How do you build a 95% confidence interval in R?

R already hands you a confidence interval every time you run t.test(), but most learners skim past that conf.int line without realising it is the whole point. Here is a one-liner on mtcars$mpg that returns a 95% interval for the true mean mpg, so you see exactly where the interval lives in the output before the exercises start asking you to build intervals yourself.

The two numbers 17.92 and 22.26 are the lower and upper bounds of a 95% CI for the mean mpg across all cars in the population mtcars was drawn from. If you repeated this study many times, about 95% of such intervals would cover the true mean. The sample mean mean(mtcars$mpg) is 20.09, which sits right between them, and the interval runs roughly 2.2 units either side of that centre.

The formula behind that t.test() call is the same one every introductory stats course uses:

$$\bar{x} \pm t_{\alpha/2,\,n-1} \cdot \frac{s}{\sqrt{n}}$$

Where:

• $\bar{x}$ = sample mean
• $s$ = sample standard deviation
• $n$ = sample size
• $t_{\alpha/2,\,n-1}$ = the t critical value for confidence level $1-\alpha$ and $n-1$ degrees of freedom

You will reconstruct this formula by hand in Exercise 3.

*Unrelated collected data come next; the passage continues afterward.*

//! Typed attribute values and the capture pass that turns them into records.

use alloc::vec::Vec;

use crate::{
    byte_buffer::ByteBuffer,
    error::ReportError,
    options::FormattingOptions,
    record::RecordTable,
    render,
    symbols::SymbolCategory,
};

/// One captured attribute value.
#[cfg_attr(any(test, feature = "serde"), derive(serde::Serialize, serde::Deserialize))]
#[cfg_attr(any(test, feature = "serde"), serde(rename_all = "snake_case"))]
#[cfg_attr(feature = "fuzzing", derive(arbitrary::Arbitrary))]
#[derive(Clone, Debug, PartialEq)]
pub enum StateValue {
    /// The attribute does not exist at the queried API version. Renders as
    /// `n/a`.
    Unavailable,
    Bool(bool),
    Int(i32),
    UInt(u32),
    Int64(i64),
    Float(f32),
    Double(f64),
    /// A mask, always shown as `0x%08X`.
    Hex(u32),
    Enum {
        category: SymbolCategory,
        value: u32,
    },
    /// Set bits among the lowest `bits` positions, each resolved through
    /// `category`.
    Bitfield {
        category: SymbolCategory,
        value: u32,
        bits: u32,
    },
    Array(ArrayValue),
}

/// Elements of an array value.
#[cfg_attr(any(test, feature = "serde"), derive(serde::Serialize, serde::Deserialize))]
#[cfg_attr(any(test, feature = "serde"), serde(rename_all = "snake_case"))]
#[cfg_attr(feature = "fuzzing", derive(arbitrary::Arbitrary))]
#[derive(Clone, Debug, PartialEq)]
pub enum ArrayItems {
    Bool(Vec<bool>),
    Int { values: Vec<i32>, hex: bool },
    Int64(Vec<i64>),
    Float(Vec<f32>),
    Double(Vec<f64>),
    Enum {
        category: SymbolCategory,
        values: Vec<u32>,
    },
}

impl ArrayItems {
    pub fn len(&self) -> usize {
        match self {
            Self::Bool(v) => v.len(),
            Self::Int { values, .. } => values.len(),
            Self::Int64(v) => v.len(),
            Self::Float(v) => v.len(),
            Self::Double(v) => v.len(),
            Self::Enum { values, .. } => values.len(),
        }
    }

    pub fn is_empty(&self) -> bool {
        self.len() == 0
    }
}

/// A fixed-size array and how many of its elements to show.
///
/// Elements past `limit` are elided with a `, ... ` tail. The constructors
/// show every element; use [`ArrayValue::with_limit`] to cut it short.
#[cfg_attr(any(test, feature = "serde"), derive(serde::Serialize, serde::Deserialize))]
#[cfg_attr(feature = "fuzzing", derive(arbitrary::Arbitrary))]
#[derive(Clone, Debug, PartialEq)]
pub struct ArrayValue {
    pub items: ArrayItems,
    pub limit: usize,
}

impl ArrayValue {
    pub fn new(items: ArrayItems) -> Self {
        let limit = items.len();
        Self { items, limit }
    }

    pub fn bools(values: impl Into<Vec<bool>>) -> Self {
        Self::new(ArrayItems::Bool(values.into()))
    }

    pub fn ints(values: impl Into<Vec<i32>>) -> Self {
        Self::new(ArrayItems::Int {
            values: values.into(),
            hex: false,
        })
    }

    /// Integers shown as `0x%08X`, e.g. masks.
    pub fn hex_ints(values: impl Into<Vec<i32>>) -> Self {
        Self::new(ArrayItems::Int {
            values: values.into(),
            hex: true,
        })
    }

    pub fn int64s(values: impl Into<Vec<i64>>) -> Self {
        Self::new(ArrayItems::Int64(values.into()))
    }

    pub fn floats(values: impl Into<Vec<f32>>) -> Self {
        Self::new(ArrayItems::Float(values.into()))
    }

    pub fn doubles(values: impl Into<Vec<f64>>) -> Self {
        Self::new(ArrayItems::Double(values.into()))
    }

    pub fn enums(category: SymbolCategory, values: impl Into<Vec<u32>>) -> Self {
        Self::new(ArrayItems::Enum {
            category,
            values: values.into(),
        })
    }

    #[must_use]
    pub fn with_limit(mut self, limit: usize) -> Self {
        self.limit = limit;
        self
    }

    fn render(&self, out: &mut ByteBuffer, options: &FormattingOptions) -> Result<(), ReportError> {
        let limit = self.limit;
        match &self.items {
            ArrayItems::Bool(v) => {
                render::write_list(out, v, limit, |o, b| render::write_bool(o, *b))
            }
            ArrayItems::Int { values, hex: false } => {
                render::write_list(out, values, limit, |o, n| render::write_int(o, *n))
            }
            ArrayItems::Int { values, hex: true } => {
                render::write_list(out, values, limit, |o, n| {
                    render::write_hex(o, u32::from_ne_bytes(n.to_ne_bytes()))
                })
            }
            ArrayItems::Int64(v) => {
                render::write_list(out, v, limit, |o, n| render::write_int64(o, *n))
            }
            ArrayItems::Float(v) => {
                render::write_list(out, v, limit, |o, f| render::write_float(o, *f))
            }
            ArrayItems::Double(v) => {
                render::write_list(out, v, limit, |o, f| render::write_double(o, *f))
            }
            ArrayItems::Enum { category, values } => render::write_list(out, values, limit, |o, e| {
                render::write_enum(o, *category, *e, options)
            }),
        }
    }
}

impl StateValue {
    pub fn enumerant(category: SymbolCategory, value: u32) -> Self {
        Self::Enum { category, value }
    }

    pub fn bitfield(category: SymbolCategory, value: u32, bits: u32) -> Self {
        Self::Bitfield {
            category,
            value,
            bits,
        }
    }

    /// Appends the display text of this value to `out`.
    pub fn render(&self, out: &mut ByteBuffer, options: &FormattingOptions) -> Result<(), ReportError> {
        match self {
            Self::Unavailable => out.append_str(render::UNAVAILABLE),
            Self::Bool(v) => render::write_bool(out, *v),
            Self::Int(v) => render::write_int(out, *v),
            Self::UInt(v) => render::write_uint(out, *v),
            Self::Int64(v) => render::write_int64(out, *v),
            Self::Float(v) => render::write_float(out, *v),
            Self::Double(v) => render::write_double(out, *v),
            Self::Hex(v) => render::write_hex(out, *v),
            Self::Enum { category, value } => render::write_enum(out, *category, *value, options),
            Self::Bitfield {
                category,
                value,
                bits,
            } => render::write_bitfield(out, *category, *value, *bits, options),
            Self::Array(array) => array.render(out, options),
        }
    }
}

macro_rules! state_value_from {
    ($($ty:ty => $variant:ident),* $(,)?) => {
        $(
            impl From<$ty> for StateValue {
                fn from(value: $ty) -> Self {
                    Self::$variant(value)
                }
            }
        )*
    };
}

state_value_from! {
    bool => Bool,
    i32 => Int,
    u32 => UInt,
    i64 => Int64,
    f32 => Float,
    f64 => Double,
    ArrayValue => Array,
}

/// A producer of attribute values, typically a live graphics context.
///
/// Implementations report attributes in a fixed order by calling into
/// [`Capture`]. Any closure `Fn(&mut Capture<'_>) -> Result<(), ReportError>`
/// is a source too.
pub trait StateSource {
    fn capture(&self, capture: &mut Capture<'_>) -> Result<(), ReportError>;
}

impl<F> StateSource for F
where
    F: Fn(&mut Capture<'_>) -> Result<(), ReportError>,
{
    fn capture(&self, capture: &mut Capture<'_>) -> Result<(), ReportError> {
        self(capture)
    }
}

/// Receives attributes from a [`StateSource`] and renders each one into a
/// [`RecordTable`] as it arrives.
#[derive(Debug)]
pub struct Capture<'a> {
    table: RecordTable,
    options: &'a FormattingOptions,
}

impl<'a> Capture<'a> {
    pub fn new(options: &'a FormattingOptions) -> Self {
        Self {
            table: RecordTable::new(),
            options,
        }
    }

    /// Starts a new section. The title becomes a headline in insertion-ordered
    /// reports.
    pub fn section(&mut self, title: &str) -> Result<(), ReportError> {
        self.table.append_headline(title)
    }

    pub fn attribute(&mut self, name: &str, value: &StateValue) -> Result<(), ReportError> {
        let mut rendered = ByteBuffer::new()?;
        value.render(&mut rendered, self.options)?;
        self.table.append_pair(name, rendered)
    }

    pub fn unavailable(&mut self, name: &str) -> Result<(), ReportError> {
        self.table.append_text(name, render::UNAVAILABLE)
    }

    pub fn options(&self) -> &FormattingOptions {
        self.options
    }

    pub fn finish(self) -> RecordTable {
        self.table
    }
}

Which R function computes which type of confidence interval?

Not every confidence interval comes from t.test(). R has a small, well-chosen set of functions that each cover one family of estimators. Knowing which function to reach for is half the battle, so here are the four most common in one place with toy data.

Each call returns a two-element vector (or matrix, for regression), and every interval is built from the same pattern: a point estimate plus or minus a critical value times a standard error. The functions differ only in which critical value (z, t, or bootstrap quantile) and which standard error formula apply to the estimator at hand.

Practice Exercises

Ten problems, roughly in order of difficulty. Each capstone uses my_ prefixed variables so your solutions never clash with the tutorial examples above.

Exercise 1: CI for a single mean

Build a 95% confidence interval for the mean mpg in mtcars using t.test(). Store the two-element interval in my_mpg_ci and print it.

Exercise 2: CI for a proportion

A landing page shows an ad to 150 visitors and 92 of them click. Build a 95% CI for the true click-through rate using prop.test() and store it in my_click_ci.

Exercise 3: Manual CI using qt()

Compute the 95% CI for the mean of iris$Sepal.Length by hand using mean(), sd(), sqrt(), and qt(). Store your manual answer in my_manual_ci and the t.test() answer in my_auto_ci. Confirm both match to four decimals.

Exercise 4: CI for a difference of means

Build a 95% CI for the difference in mean mpg between 4-cylinder and 8-cylinder cars in mtcars. Store it in my_diff_ci. Does the interval exclude zero?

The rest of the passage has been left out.